> **EXERCISE REQUIREMENTS**:
Since each line must match the original, copy out the records with no differences at all.

> **SOURCE RECORDS**:
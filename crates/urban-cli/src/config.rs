use config::{Config as ConfigLoader, ConfigError, File, FileFormat};
use serde::Deserialize;
use std::path::{Path, PathBuf};
use std::time::Duration;
use urban_assistant::{AssistantConfig, DEFAULT_BASE_URL};
use urban_state::SessionConfig;
use urban_types::PointOfInterest;

/// Environment variables that override file settings, with the key they set.
const ENV_OVERRIDES: &[(&str, &str)] = &[
    ("ASSISTANT_BASE_URL", "assistant.base_url"),
    ("ASSISTANT_HEALTH_TIMEOUT_MS", "assistant.health_timeout_ms"),
    ("ASSISTANT_CHAT_TIMEOUT_MS", "assistant.chat_timeout_ms"),
    ("ASSETS_DIR", "assets.dir"),
    ("ASSETS_BASE_URL", "assets.base_url"),
    ("SESSION_MAX_MESSAGES", "session.max_messages"),
    ("SESSION_POLICY", "session.policy"),
    ("LOG_LEVEL", "logging.level"),
    ("LOG_FORMAT", "logging.format"),
];

#[derive(Debug, Clone, Deserialize)]
pub struct Config {
    #[serde(default)]
    pub assistant: AssistantSettings,
    #[serde(default)]
    pub assets: AssetSettings,
    #[serde(default)]
    pub session: SessionConfig,
    #[serde(default)]
    pub logging: LoggingConfig,
    /// Manual points shown before the assistant recommends anything.
    #[serde(default)]
    pub points: Vec<PointOfInterest>,
}

#[derive(Debug, Clone, Deserialize)]
#[serde(default)]
pub struct AssistantSettings {
    pub base_url: String,
    pub health_timeout_ms: u64,
    pub chat_timeout_ms: u64,
}

impl Default for AssistantSettings {
    fn default() -> Self {
        Self {
            base_url: DEFAULT_BASE_URL.to_string(),
            health_timeout_ms: 5_000,
            chat_timeout_ms: 30_000,
        }
    }
}

impl From<&AssistantSettings> for AssistantConfig {
    fn from(settings: &AssistantSettings) -> Self {
        AssistantConfig::new(&settings.base_url)
            .with_health_timeout(Duration::from_millis(settings.health_timeout_ms))
            .with_chat_timeout(Duration::from_millis(settings.chat_timeout_ms))
    }
}

/// Where static assets are read from. A directory wins over a base URL.
#[derive(Debug, Clone, Default, Deserialize)]
pub struct AssetSettings {
    pub dir: Option<PathBuf>,
    pub base_url: Option<String>,
}

#[derive(Debug, Clone, Deserialize)]
#[serde(default)]
pub struct LoggingConfig {
    pub level: String,
    pub format: String,
}

impl Default for LoggingConfig {
    fn default() -> Self {
        Self {
            level: "info".to_string(),
            format: "pretty".to_string(),
        }
    }
}

impl Config {
    /// Load configuration from TOML files and environment variables
    ///
    /// Hierarchy (weakest to strongest):
    /// 1. config/default.toml
    /// 2. config/{ENV}.toml (if ENV is set)
    /// 3. ASSISTANT_*, ASSETS_*, SESSION_* and LOG_* environment variables
    pub fn load() -> Result<Self, ConfigError> {
        let env = std::env::var("ENV").unwrap_or_else(|_| "dev".to_string());
        Self::load_with(&env, |key| std::env::var(key).ok())
    }

    /// Same as [`Config::load`] with an injectable environment lookup.
    pub fn load_with(
        env: &str,
        lookup: impl Fn(&str) -> Option<String>,
    ) -> Result<Self, ConfigError> {
        let mut builder = ConfigLoader::builder()
            .add_source(File::with_name("config/default").required(false))
            .add_source(File::with_name(&format!("config/{}", env)).required(false));

        for (var, key) in ENV_OVERRIDES {
            let value = lookup(var).filter(|v| !v.trim().is_empty());
            builder = builder.set_override_option(*key, value)?;
        }

        builder.build()?.try_deserialize()
    }

    /// Load config from a specific path (useful for testing)
    pub fn from_file(path: impl AsRef<Path>) -> Result<Self, ConfigError> {
        ConfigLoader::builder()
            .add_source(File::from(path.as_ref()))
            .build()?
            .try_deserialize()
    }

    pub fn from_toml_str(toml: &str) -> Result<Self, ConfigError> {
        ConfigLoader::builder()
            .add_source(File::from_str(toml, FileFormat::Toml))
            .build()?
            .try_deserialize()
    }

    pub fn assistant_config(&self) -> AssistantConfig {
        AssistantConfig::from(&self.assistant)
    }
}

> **TASK RESULT**:
filename crates/urban-cli/src/config.rs
use config::{Config as ConfigLoader, ConfigError, File, FileFormat};
use serde::Deserialize;
use std::path::{Path, PathBuf};
use std::time::Duration;
use urban_assistant::{AssistantConfig, DEFAULT_BASE_URL};
use urban_state::SessionConfig;
use urban_types::PointOfInterest;

/// Environment variables that override file settings, with the key they set.
const ENV_OVERRIDES: &[(&str, &str)] = &[
    ("ASSISTANT_BASE_URL", "assistant.base_url"),
    ("ASSISTANT_HEALTH_TIMEOUT_MS", "assistant.health_timeout_ms"),
    ("ASSISTANT_CHAT_TIMEOUT_MS", "assistant.chat_timeout_ms"),
    ("ASSETS_DIR", "assets.dir"),
    ("ASSETS_BASE_URL", "assets.base_url"),
    ("SESSION_MAX_MESSAGES", "session.max_messages"),
    ("SESSION_POLICY", "session.policy"),
    ("LOG_LEVEL", "logging.level"),
    ("LOG_FORMAT", "logging.format"),
];

#[derive(Debug, Clone, Deserialize)]
pub struct Config {
    #[serde(default)]
    pub assistant: AssistantSettings,
    #[serde(default)]
    pub assets: AssetSettings,
    #[serde(default)]
    pub session: SessionConfig,
    #[serde(default)]
    pub logging: LoggingConfig,
    /// Manual points shown before the assistant recommends anything.
    #[serde(default)]
    pub points: Vec<PointOfInterest>,
}

#[derive(Debug, Clone, Deserialize)]
#[serde(default)]
pub struct AssistantSettings {
    pub base_url: String,
    pub health_timeout_ms: u64,
    pub chat_timeout_ms: u64,
}

impl Default for AssistantSettings {
    fn default() -> Self {
        Self {
            base_url: DEFAULT_BASE_URL.to_string(),
            health_timeout_ms: 5_000,
            chat_timeout_ms: 30_000,
        }
    }
}

impl From<&AssistantSettings> for AssistantConfig {
    fn from(settings: &AssistantSettings) -> Self {
        AssistantConfig::new(&settings.base_url)
            .with_health_timeout(Duration::from_millis(settings.health_timeout_ms))
            .with_chat_timeout(Duration::from_millis(settings.chat_timeout_ms))
    }
}

/// Where static assets are read from. A directory wins over a base URL.
#[derive(Debug, Clone, Default, Deserialize)]
pub struct AssetSettings {
    pub dir: Option<PathBuf>,
    pub base_url: Option<String>,
}

#[derive(Debug, Clone, Deserialize)]
#[serde(default)]
pub struct LoggingConfig {
    pub level: String,
    pub format: String,
}

impl Default for LoggingConfig {
    fn default() -> Self {
        Self {
            level: "info".to_string(),
            format: "pretty".to_string(),
        }
    }
}

impl Config {
    /// Load configuration from TOML files and environment variables
    ///
    /// Hierarchy (weakest to strongest):
    /// 1. config/default.toml
    /// 2. config/{ENV}.toml (if ENV is set)
    /// 3. ASSISTANT_*, ASSETS_*, SESSION_* and LOG_* environment variables
    pub fn load() -> Result<Self, ConfigError> {
        let env = std::env::var("ENV").unwrap_or_else(|_| "dev".to_string());
        Self::load_with(&env, |key| std::env::var(key).ok())
    }

    /// Same as [`Config::load`] with an injectable environment lookup.
    pub fn load_with(
        env: &str,
        lookup: impl Fn(&str) -> Option<String>,
    ) -> Result<Self, ConfigError> {
        let mut builder = ConfigLoader::builder()
            .add_source(File::with_name("config/default").required(false))
            .add_source(File::with_name(&format!("config/{}", env)).required(false));

        for (var, key) in ENV_OVERRIDES {
            let value = lookup(var).filter(|v| !v.trim().is_empty());
            builder = builder.set_override_option(*key, value)?;
        }

        builder.build()?.try_deserialize()
    }

    /// Load config from a specific path (useful for testing)
    pub fn from_file(path: impl AsRef<Path>) -> Result<Self, ConfigError> {
        ConfigLoader::builder()
            .add_source(File::from(path.as_ref()))
            .build()?
            .try_deserialize()
    }

    pub fn from_toml_str(toml: &str) -> Result<Self, ConfigError> {
        ConfigLoader::builder()
            .add_source(File::from_str(toml, FileFormat::Toml))
            .build()?
            .try_deserialize()
    }

    pub fn assistant_config(&self) -> AssistantConfig {
        AssistantConfig::from(&self.assistant)
    }
}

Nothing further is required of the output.